Task instructions>
Starting at the top of the entries below, print each line exactly until the line with "use std::sync::Arc;" has been printed too.

Supplied entries Start Marker

//! Bearer-token session with transparent renewal.
//!
//! [`Session::request`] is the only path entity fetches take to the network.
//! On HTTP 401 it renews credentials once (token refresh, falling back to a
//! full login with the remembered credentials) and retries the original
//! request once. Nothing is retried beyond that.

mod login;
mod state;

use std::fmt;
use std::sync::Arc;

use librus_http::header::{AUTHORIZATION, HeaderName, USER_AGENT};
use librus_http::{
    HeaderMap, HeaderValue, HttpError, HttpRequest, HttpResponse, HttpTransport, Method,
    StatusCode,
};
use parking_lot::Mutex;
use secrecy::{ExposeSecret, SecretString};
use zeroize::Zeroizing;

use crate::config::ClientConfig;
use crate::error::ClientError;
use crate::models::AccountInfo;

use login::{
    ACCOUNTS_PATH, FRESH_TOKEN_PATH, FreshToken, LOGIN_ACTION_PATH, LoginForm, ME_PATH,
    MeEnvelope, SynergiaAccount, SynergiaAccounts, scan_csrf_token,
};
pub use state::{SessionEvent, SessionState};

const CSRF_HEADER: &str = "x-csrf-token";

/// Per-request overrides for [`Session::request`].
#[derive(Debug, Clone, Default)]
pub struct RequestOptions {
    /// Defaults to `GET`.
    pub method: Method,
    pub body: Option<String>,
    /// Extra headers. `Authorization` and `User-Agent` are always set by the
    /// session.
    pub headers: HeaderMap,
}

/// Login credentials, kept in memory for silent re-login only.
pub struct Credentials {
    email: String,
    password: SecretString,
}

impl Credentials {
    fn new(email: &str, password: &str) -> Self {
        Self {
            email: email.to_owned(),
            password: SecretString::from(password.to_owned()),
        }
    }
}

impl fmt::Debug for Credentials {
    fn fmt(&self, f: &mut fmt::Formatter<'_>) -> fmt::Result {
        f.debug_struct("Credentials")
            .field("email", &self.email)
            .field("password", &"[REDACTED]")
            .finish()
    }
}

#[derive(Default)]
struct SessionInner {
    state: SessionState,
    bearer: Option<Arc<SecretString>>,
    secondary_login: Option<String>,
    credentials: Option<Arc<Credentials>>,
    account: Option<AccountInfo>,
}

/// One authenticated identity against the portal and the API.
///
/// The lock guarding session state is never held across an await point.
pub struct Session {
    transport: Arc<dyn HttpTransport>,
    config: Arc<ClientConfig>,
    inner: Mutex<SessionInner>,
}

impl fmt::Debug for Session {
    fn fmt(&self, f: &mut fmt::Formatter<'_>) -> fmt::Result {
        let inner = self.inner.lock();
        f.debug_struct("Session")
            .field("state", &inner.state)
            .field("secondary_login", &inner.secondary_login)
            .field("has_token", &inner.bearer.is_some())
            .finish_non_exhaustive()
    }
}

impl Session {
    #[must_use]
    pub fn new(transport: Arc<dyn HttpTransport>, config: Arc<ClientConfig>) -> Self {
        Self {
            transport,
            config,
            inner: Mutex::new(SessionInner::default()),
        }
    }

    #[must_use]
    pub fn state(&self) -> SessionState {
        self.inner.lock().state
    }

    #[must_use]
    pub fn is_authenticated(&self) -> bool {
        self.state() == SessionState::Authenticated
    }

    /// Account record captured by the last successful login.
    #[must_use]
    pub fn account(&self) -> Option<AccountInfo> {
        self.inner.lock().account.clone()
    }

    /// Run the portal handshake and obtain a bearer token for the first
    /// linked account.
    ///
    /// Empty input, or an email without `@`, is rejected before any request
    /// is sent.
    ///
    /// # Errors
    /// [`ClientError::Auth`] if the handshake fails at any step, or
    /// [`ClientError::Http`] on transport failure.
    pub async fn login(&self, email: &str, password: &str) -> Result<(), ClientError> {
        validate_credentials(email, password)?;
        self.login_with(Arc::new(Credentials::new(email, password)))
            .await
    }

    /// Replace the bearer token without re-sending credentials.
    ///
    /// # Errors
    /// [`ClientError::Refresh`] if the session holds no token to refresh or
    /// the portal does not return a new one.
    pub async fn refresh_token(&self) -> Result<(), ClientError> {
        let login = {
            let inner = self.inner.lock();
            if !matches!(
                inner.state,
                SessionState::Authenticated | SessionState::TokenExpired
            ) {
                return Err(ClientError::Refresh(format!(
                    "session is {}",
                    inner.state
                )));
            }
            inner
                .secondary_login
                .clone()
                .ok_or_else(|| ClientError::Refresh("no account login to refresh".into()))?
        };

        self.transition(SessionEvent::RefreshStarted);
        match self.request_fresh_token(&login).await {
            Ok(token) => {
                self.inner.lock().bearer = Some(Arc::new(token));
                self.transition(SessionEvent::RefreshSucceeded);
                Ok(())
            }
            Err(err) => {
                self.transition(SessionEvent::RefreshFailed);
                Err(err)
            }
        }
    }

    /// `GET` `url` with the bearer token.
    ///
    /// # Errors
    /// As for [`request`](Self::request).
    pub async fn get(&self, url: &str) -> Result<HttpResponse, ClientError> {
        self.request(url, RequestOptions::default()).await
    }

    /// Send an authenticated request, renewing credentials once on HTTP 401.
    ///
    /// Redirects are returned, not followed. Non-401 responses are handed
    /// back as they are, whatever their status.
    ///
    /// # Errors
    /// - [`ClientError::NotAuthenticated`] before login or after a failed one
    /// - [`ClientError::RequestFailed`] if renewal fails or the single retry
    ///   does not succeed
    /// - [`ClientError::Http`] if the first attempt fails in transport
    pub async fn request(
        &self,
        url: &str,
        options: RequestOptions,
    ) -> Result<HttpResponse, ClientError> {
        let response = self.send_authenticated(url, &options).await?;
        if response.status() != StatusCode::UNAUTHORIZED {
            log_fetched(&response);
            return Ok(response);
        }

        tracing::debug!(url, "authorization rejected, renewing credentials");
        self.transition(SessionEvent::Unauthorized);

        if let Err(err) = self.reauthenticate().await {
            return Err(ClientError::RequestFailed {
                url: url.to_owned(),
                status: Some(StatusCode::UNAUTHORIZED),
                reason: format!("reauthentication failed: {err}"),
            });
        }

        let retried = self
            .send_authenticated(url, &options)
            .await
            .map_err(|err| ClientError::RequestFailed {
                url: url.to_owned(),
                status: None,
                reason: format!("retry failed: {err}"),
            })?;
        if !retried.is_success() {
            return Err(ClientError::RequestFailed {
                url: url.to_owned(),
                status: Some(retried.status()),
                reason: format!("retry returned HTTP {}", retried.status()),
            });
        }

        log_fetched(&retried);
        Ok(retried)
    }

    async fn reauthenticate(&self) -> Result<(), ClientError> {
        let Err(refresh_err) = self.refresh_token().await else {
            return Ok(());
        };
        tracing::warn!(error = %refresh_err, "token refresh failed, logging in again");

        let credentials = self
            .inner
            .lock()
            .credentials
            .clone()
            .ok_or_else(|| ClientError::Auth("no stored credentials".into()))?;
        self.login_with(credentials).await
    }

    async fn login_with(&self, credentials: Arc<Credentials>) -> Result<(), ClientError> {
        self.transition(SessionEvent::LoginStarted);
        {
            let mut inner = self.inner.lock();
            inner.bearer = None;
            inner.secondary_login = None;
            inner.account = None;
        }

        match self.handshake(&credentials).await {
            Ok(account) => {
                {
                    let mut inner = self.inner.lock();
                    inner.credentials = Some(credentials);
                    inner.account = Some(account);
                }
                self.transition(SessionEvent::LoginSucceeded);
                Ok(())
            }
            Err(err) => {
                tracing::debug!(error = %err, "login failed");
                self.transition(SessionEvent::LoginFailed);
                Err(err)
            }
        }
    }

    async fn handshake(&self, credentials: &Credentials) -> Result<AccountInfo, ClientError> {
        let csrf_token = self.fetch_csrf_token().await?;
        self.submit_credentials(credentials, &csrf_token).await?;

        let account = self.first_linked_account().await?;
        {
            let mut inner = self.inner.lock();
            inner.bearer = Some(Arc::new(SecretString::from(account.access_token)));
            inner.secondary_login = Some(account.login);
        }

        self.fetch_account_info().await
    }

    async fn fetch_csrf_token(&self) -> Result<String, ClientError> {
        let request = HttpRequest::get(&self.config.portal_url)?.follow_redirects(true);
        let response = self.send(request).await?;
        if !response.is_success() {
            return Err(ClientError::Auth(format!(
                "portal landing page returned HTTP {}",
                response.status()
            )));
        }
        scan_csrf_token(response.text())
            .ok_or_else(|| ClientError::Auth("anti-forgery token not found on the portal".into()))
    }

    async fn submit_credentials(
        &self,
        credentials: &Credentials,
        csrf_token: &str,
    ) -> Result<(), ClientError> {
        let form = LoginForm {
            email: &credentials.email,
            password: credentials.password.expose_secret(),
        };
        let request = HttpRequest::post(&self.config.portal_endpoint(LOGIN_ACTION_PATH))?
            .header(
                HeaderName::from_static(CSRF_HEADER),
                HeaderValue::from_str(csrf_token).map_err(HttpError::from)?,
            )
            .json(&form)?
            .follow_redirects(true);

        let response = self.send(request).await?;
        if !response.is_success() {
            return Err(ClientError::Auth(format!(
                "credentials rejected with HTTP {}",
                response.status()
            )));
        }
        Ok(())
    }

    async fn first_linked_account(&self) -> Result<SynergiaAccount, ClientError> {
        let request =
            HttpRequest::get(&self.config.portal_endpoint(ACCOUNTS_PATH))?.follow_redirects(true);
        let response = self.send(request).await?;
        if !response.is_success() {
            return Err(ClientError::Auth(format!(
                "linked accounts request returned HTTP {}",
                response.status()
            )));
        }

        let accounts: SynergiaAccounts = response
            .json()
            .map_err(|e| ClientError::Auth(format!("unexpected linked accounts payload: {e}")))?;
        let count = accounts.accounts.len();
        let account = accounts
            .accounts
            .into_iter()
            .next()
            .ok_or_else(|| ClientError::Auth("no linked account".into()))?;
        tracing::debug!(
            linked_accounts = count,
            login = %account.login,
            "selected first linked account"
        );
        Ok(account)
    }

    async fn fetch_account_info(&self) -> Result<AccountInfo, ClientError> {
        let url = self.config.api_endpoint(ME_PATH);
        let response = self
            .send_authenticated(&url, &RequestOptions::default())
            .await?;
        if !response.is_success() {
            return Err(ClientError::Auth(format!(
                "account check returned HTTP {}",
                response.status()
            )));
        }
        let me: MeEnvelope = response
            .json()
            .map_err(|e| ClientError::Auth(format!("unexpected account payload: {e}")))?;
        Ok(me.me.account)
    }

    async fn request_fresh_token(&self, login: &str) -> Result<SecretString, ClientError> {
        let path = format!("{FRESH_TOKEN_PATH}/{}", urlencoding::encode(login));
        let request = HttpRequest::get(&self.config.portal_endpoint(&path))?;
        let response = self
            .send(request)
            .await
            .map_err(|e| ClientError::Refresh(format!("fresh token request failed: {e}")))?;
        if !response.is_success() {
            return Err(ClientError::Refresh(format!(
                "fresh token endpoint returned HTTP {}",
                response.status()
            )));
        }

        let fresh: FreshToken = response
            .json()
            .map_err(|_| ClientError::Refresh("response lacks an access token".into()))?;
        if fresh.access_token.is_empty() {
            return Err(ClientError::Refresh("response carried an empty token".into()));
        }
        Ok(SecretString::from(fresh.access_token))
    }

    /// Attach the bearer token and send without following redirects.
    async fn send_authenticated(
        &self,
        url: &str,
        options: &RequestOptions,
    ) -> Result<HttpResponse, ClientError> {
        let bearer = {
            let inner = self.inner.lock();
            if !inner.state.can_send() {
                return Err(ClientError::NotAuthenticated);
            }
            inner.bearer.clone().ok_or(ClientError::NotAuthenticated)?
        };

        let value = Zeroizing::new(format!("Bearer {}", bearer.expose_secret()));
        let mut authorization = HeaderValue::from_str(&value).map_err(HttpError::from)?;
        authorization.set_sensitive(true);

        let mut request = HttpRequest::parse(options.method.clone(), url)?;
        request.headers = options.headers.clone();
        request.body.clone_from(&options.body);
        let request = request
            .header(AUTHORIZATION, authorization)
            .follow_redirects(false);

        self.send(request).await
    }

    async fn send(&self, request: HttpRequest) -> Result<HttpResponse, ClientError> {
        let user_agent =
            HeaderValue::from_str(&self.config.http.user_agent).map_err(HttpError::from)?;
        let request = request.header(USER_AGENT, user_agent);
        Ok(self.transport.perform(request).await?)
    }

    fn transition(&self, event: SessionEvent) {
        let mut inner = self.inner.lock();
        let from = inner.state;
        if let Some(next) = from.on(event) {
            tracing::debug!(%from, to = %next, ?event, "session transition");
            inner.state = next;
        } else {
            tracing::warn!(state = %from, ?event, "ignoring event not valid in this state");
        }
    }
}

fn validate_credentials(email: &str, password: &str) -> Result<(), ClientError> {
    if email.trim().is_empty() {
        return Err(ClientError::Auth("email must not be empty".into()));
    }
    if !email.contains('@') {
        return Err(ClientError::Auth("email is not an address".into()));
    }
    if password.is_empty() {
        return Err(ClientError::Auth("password must not be empty".into()));
    }
    Ok(())
}

fn log_fetched(response: &HttpResponse) {
    if response.is_success() {
        tracing::debug!(url = %response.url(), status = response.status().as_u16(), "fetched");
    }
}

Supplied entries End Marker

Expected output>
//! Bearer-token session with transparent renewal.
//!
//! [`Session::request`] is the only path entity fetches take to the network.
//! On HTTP 401 it renews credentials once (token refresh, falling back to a
//! full login with the remembered credentials) and retries the original
//! request once. Nothing is retried beyond that.

mod login;
mod state;

use std::fmt;
use std::sync::Arc;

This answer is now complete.